## Entries taken from a collection

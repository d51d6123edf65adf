pub mod countdown;

pub use countdown::{CountdownHandle, CountdownScheduler, TickControl};
//! 挑战会话的状态数据

use serde::{Deserialize, Serialize};

use crate::models::problem::Problem;

/// 会话生命周期
#[derive(Debug, Clone, Copy, PartialEq, Eq, Hash, Serialize, Deserialize)]
#[serde(rename_all = "lowercase")]
pub enum Lifecycle {
    /// 空闲，等待选择普通/捣蛋模式
    Start,
    /// 热身（不计时）
    Warmup,
    /// 计时挑战
    Playing,
    /// 本轮结束
    End,
}

impl Lifecycle {
    pub fn name(self) -> &'static str {
        match self {
            Lifecycle::Start => "待开始",
            Lifecycle::Warmup => "热身",
            Lifecycle::Playing => "计时",
            Lifecycle::End => "结束",
        }
    }

    /// 是否接受作答
    pub fn accepts_answers(self) -> bool {
        matches!(self, Lifecycle::Warmup | Lifecycle::Playing)
    }
}

impl std::fmt::Display for Lifecycle {
    fn fmt(&self, f: &mut std::fmt::Formatter<'_>) -> std::fmt::Result {
        write!(f, "{}", self.name())
    }
}

/// 除法热身进度
///
/// `phase` 只在 1..=3 之间，`progress` 只在 0..10 之间
#[derive(Debug, Clone, Copy, PartialEq, Eq, Serialize, Deserialize)]
pub struct DivisionWarmupState {
    pub phase: u8,
    pub progress: u8,
}

impl DivisionWarmupState {
    pub const INITIAL: Self = Self {
        phase: 1,
        progress: 0,
    };

    /// 当前阶段的说明文字
    pub fn description(&self) -> &'static str {
        match self.phase {
            1 => "一位数除以 2",
            2 => "两位数除以 2",
            3 => "两位数除以 3",
            _ => "",
        }
    }
}

impl Default for DivisionWarmupState {
    fn default() -> Self {
        Self::INITIAL
    }
}

/// 结束原因类型
#[derive(Debug, Clone, Copy, PartialEq, Eq, Hash, Serialize, Deserialize)]
#[serde(rename_all = "lowercase")]
pub enum EndKind {
    /// 达到获胜分数
    Win,
    /// 答错
    Incorrect,
    /// 超时
    Timeout,
}

/// 结束快照
///
/// 只在终止的那一刻创建一次，之后不再修改
#[derive(Debug, Clone, PartialEq, Eq, Serialize, Deserialize)]
pub struct EndReason {
    pub kind: EndKind,
    pub score_at_end: u32,
    pub streak_at_end: u32,
    pub was_warming_up: bool,
    pub division_phase_at_end: Option<u8>,
    pub division_progress_at_end: Option<u8>,
}

/// 会话状态聚合
#[derive(Debug, Clone, PartialEq, Eq)]
pub struct SessionState {
    pub lifecycle: Lifecycle,
    pub score: u32,
    pub troll_mode: bool,
    pub time_left_ms: u64,
    pub time_budget_ms: u64,
    /// `None` 表示还没有测到（即 ∞）
    pub fastest_response_ms: Option<u64>,
    pub current_problem: Option<Problem>,
    pub division_warmup: Option<DivisionWarmupState>,
    pub end_reason: Option<EndReason>,
}

impl SessionState {
    /// 空闲状态，`time_budget_ms` 是进入计时前展示用的默认限时
    pub fn idle(default_budget_ms: u64) -> Self {
        Self {
            lifecycle: Lifecycle::Start,
            score: 0,
            troll_mode: false,
            time_left_ms: default_budget_ms,
            time_budget_ms: default_budget_ms,
            fastest_response_ms: None,
            current_problem: None,
            division_warmup: None,
            end_reason: None,
        }
    }

    pub fn is_playing(&self) -> bool {
        self.lifecycle == Lifecycle::Playing
    }
}

/// 推送给表现层的事件
#[derive(Debug, Clone, PartialEq, Eq)]
pub enum SessionEvent {
    /// 生命周期切换
    LifecycleChanged(Lifecycle),
    /// 换题
    NewProblem(Problem),
    /// 除法热身进度变化
    DivisionPhase { phase: u8, progress: u8 },
    /// 捣蛋模式下的超快作答，表现层据此播放一次短暂特效
    TrollEffect { elapsed_ms: u64 },
    /// 本轮结束
    Ended(EndReason),
}
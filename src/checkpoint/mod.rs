//! Checkpoint Manager: rank-gated atomic save and flag-controlled restore.
//!
//! One JSON file per tag under `<output_dir>/<model_name>/<tag>.json` holding
//! the model state dict, optimizer and scheduler state, the next epoch to
//! run and the loss/learning-rate histories. Files are written to a temporary
//! sibling and renamed into place, so a reader never sees a partial file.

use crate::core::model::{BrainModel, LoadReport};
use crate::core::{NeuroError, NeuroResult, TensorRecord};
use crate::distributed::Collective;
use crate::optim::{LrScheduler, OptimizerState};
use crate::training::TrainingState;
use crate::TrainConfig;
use serde::{Deserialize, Serialize};
use std::collections::BTreeMap;
use std::fs::{self, File};
use std::io::{BufReader, BufWriter, Write};
use std::path::{Path, PathBuf};
use tracing::{info, warn};

/// Projection weight dropped when moving a multi-subject checkpoint into a
/// single-subject run: its input width belongs to another subject.
pub const MULTISUBJECT_DROP_KEY: &str = "ridge.linears.0.weight";

/// Tag of the newest checkpoint.
pub const LAST_TAG: &str = "last";

/// Full persisted training state.
#[derive(Debug, Clone, PartialEq, Serialize, Deserialize)]
pub struct Checkpoint {
    /// Next epoch to run
    pub epoch: usize,
    pub model_state_dict: BTreeMap<String, TensorRecord>,
    pub optimizer_state_dict: OptimizerState,
    pub lr_scheduler: LrScheduler,
    pub train_losses: Vec<f32>,
    pub test_losses: Vec<f32>,
    pub lrs: Vec<f32>,
    pub best_test_loss: Option<f32>,
}

impl Checkpoint {
    pub fn capture(model: &BrainModel, state: &TrainingState) -> Self {
        Self {
            epoch: state.epoch,
            model_state_dict: model.state_dict(),
            optimizer_state_dict: state.optimizer.state(),
            lr_scheduler: state.scheduler.clone(),
            train_losses: state.train_losses.clone(),
            test_losses: state.test_losses.clone(),
            lrs: state.lrs.clone(),
            best_test_loss: state.best_test_loss,
        }
    }
}

/// Which parts of a checkpoint to restore.
#[derive(Debug, Clone, Copy, PartialEq, Eq)]
pub struct LoadOptions {
    pub load_optimizer: bool,
    pub load_scheduler: bool,
    /// Restore the epoch counter and loss histories
    pub load_epoch: bool,
    /// Fail on missing or unexpected parameter names
    pub strict: bool,
    /// Drop [`MULTISUBJECT_DROP_KEY`] before loading
    pub multisubject_compat: bool,
}

impl Default for LoadOptions {
    fn default() -> Self {
        Self {
            load_optimizer: true,
            load_scheduler: true,
            load_epoch: true,
            strict: true,
            multisubject_compat: false,
        }
    }
}

impl LoadOptions {
    /// Weights-only transfer from a multi-subject pretraining run.
    pub fn multisubject_transfer() -> Self {
        Self {
            load_optimizer: false,
            load_scheduler: false,
            load_epoch: false,
            strict: false,
            multisubject_compat: true,
        }
    }
}

#[derive(Debug, Clone)]
pub struct CheckpointManager {
    dir: PathBuf,
}

impl CheckpointManager {
    pub fn new(output_dir: &Path, model_name: &str) -> Self {
        Self {
            dir: output_dir.join(model_name),
        }
    }

    /// Manager reading from an existing run directory.
    pub fn at(dir: impl Into<PathBuf>) -> Self {
        Self { dir: dir.into() }
    }

    pub fn dir(&self) -> &Path {
        &self.dir
    }

    pub fn path(&self, tag: &str) -> PathBuf {
        self.dir.join(format!("{tag}.json"))
    }

    pub fn exists(&self, tag: &str) -> bool {
        self.path(tag).exists()
    }

    /// Write a checkpoint if this worker is the main process.
    ///
    /// Returns the written path on the main process and `None` elsewhere.
    ///
    /// # Errors
    /// - `Io` / `Json` on write failure
    pub fn save(
        &self,
        tag: &str,
        model: &BrainModel,
        state: &TrainingState,
        collective: &dyn Collective,
    ) -> NeuroResult<Option<PathBuf>> {
        if !collective.is_main_process() {
            return Ok(None);
        }
        let path = self.path(tag);
        write_json_atomic(&path, &Checkpoint::capture(model, state))?;
        info!(tag, path = %path.display(), epoch = state.epoch, "saved checkpoint");
        Ok(Some(path))
    }

    /// Read a checkpoint file.
    ///
    /// # Errors
    /// - `MissingCheckpoint` if no file exists for `tag`
    /// - `Io` / `Format` on read or parse failure
    pub fn read(&self, tag: &str) -> NeuroResult<Checkpoint> {
        let path = self.path(tag);
        if !path.exists() {
            return Err(NeuroError::MissingCheckpoint { path });
        }
        let file = File::open(&path).map_err(|e| NeuroError::io(&path, e))?;
        serde_json::from_reader(BufReader::new(file))
            .map_err(|e| NeuroError::Format(format!("{}: {e}", path.display())))
    }

    /// Restore a checkpoint into the model and training state.
    ///
    /// Model weights are always restored; the rest follows `options`. On any
    /// error both the model and `state` are left unchanged.
    ///
    /// # Errors
    /// - `MissingCheckpoint` if the file is absent
    /// - `IncompatibleCheckpoint` on shape mismatch, or key mismatch when strict
    pub fn load(
        &self,
        tag: &str,
        options: LoadOptions,
        model: &mut BrainModel,
        state: &mut TrainingState,
    ) -> NeuroResult<LoadReport> {
        let mut checkpoint = self.read(tag)?;
        if options.multisubject_compat
            && checkpoint
                .model_state_dict
                .remove(MULTISUBJECT_DROP_KEY)
                .is_some()
        {
            info!(key = MULTISUBJECT_DROP_KEY, "dropped per-subject projection weight");
        }
        let optimizer = if options.load_optimizer {
            let mut restored = state.optimizer.clone();
            restored.load_state(&checkpoint.optimizer_state_dict)?;
            Some(restored)
        } else {
            None
        };

        let report = model.load_state_dict(&checkpoint.model_state_dict, options.strict)?;
        if !report.missing.is_empty() || !report.unexpected.is_empty() {
            warn!(
                missing = ?report.missing,
                unexpected = ?report.unexpected,
                "non-strict checkpoint load"
            );
        }

        if let Some(optimizer) = optimizer {
            state.optimizer = optimizer;
        }
        if options.load_scheduler {
            state.scheduler = checkpoint.lr_scheduler;
        }
        if options.load_epoch {
            state.epoch = checkpoint.epoch;
            state.train_losses = checkpoint.train_losses;
            state.test_losses = checkpoint.test_losses;
            state.lrs = checkpoint.lrs;
            state.best_test_loss = checkpoint.best_test_loss;
        }
        info!(tag, dir = %self.dir.display(), epoch = state.epoch, "loaded checkpoint");
        Ok(report)
    }

    /// Write the resolved configuration next to the checkpoints (main process only).
    pub fn save_config(&self, config: &TrainConfig, collective: &dyn Collective) -> NeuroResult<()> {
        if collective.is_main_process() {
            write_json_atomic(&self.dir.join("config.json"), config)?;
        }
        Ok(())
    }
}

/// Serialize to a temporary sibling file, then rename over `path`.
pub(crate) fn write_json_atomic<T: Serialize>(path: &Path, value: &T) -> NeuroResult<()> {
    if let Some(parent) = path.parent() {
        fs::create_dir_all(parent).map_err(|e| NeuroError::io(parent, e))?;
    }
    let tmp = path.with_extension("json.tmp");
    {
        let file = File::create(&tmp).map_err(|e| NeuroError::io(&tmp, e))?;
        let mut writer = BufWriter::new(file);
        serde_json::to_writer(&mut writer, value)?;
        writer.flush().map_err(|e| NeuroError::io(&tmp, e))?;
    }
    fs::rename(&tmp, path).map_err(|e| NeuroError::io(path, e))
}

## Directions
Wherever the string "EndReason" appears in the records above, copy the line it sits in.

## Output of the task
pub struct EndReason {
    pub end_reason: Option<EndReason>,
    Ended(EndReason),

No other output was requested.